### Information shown:

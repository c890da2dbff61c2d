//! Shared data model, error taxonomy, and safe arithmetic for the auction
//! tracking core. Every other crate in the workspace depends on this one.

pub mod auction;
pub mod bid_history;
pub mod error;
pub mod money;
pub mod settings;
pub mod snapshot;

pub use auction::{
    extract_sse_product_id, Auction, AuctionConfig, AuctionMetadata, AuctionStatus,
    PartialAuctionConfig, Transport,
};
pub use bid_history::{BidHistoryEntry, BidOutcome};
pub use error::{BidErrorKind, CoreError, CoreResult};
pub use money::{exceeds_budget, safe_add, safe_next, MAX_BID_CAP};
pub use settings::{BiddingSettings, GeneralSettings, Settings, Strategy};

### Work to be completed:
What is needed is an exact transcription of every entry.

### Solution for this task:
repository c890da2dbff61c2d
//! Shared data model, error taxonomy, and safe arithmetic for the auction
//! tracking core. Every other crate in the workspace depends on this one.

pub mod auction;
pub mod bid_history;
pub mod error;
pub mod money;
pub mod settings;
pub mod snapshot;

pub use auction::{
    extract_sse_product_id, Auction, AuctionConfig, AuctionMetadata, AuctionStatus,
    PartialAuctionConfig, Transport,
};
pub use bid_history::{BidHistoryEntry, BidOutcome};
pub use error::{BidErrorKind, CoreError, CoreResult};
pub use money::{exceeds_budget, safe_add, safe_next, MAX_BID_CAP};
pub use settings::{BiddingSettings, GeneralSettings, Settings, Strategy};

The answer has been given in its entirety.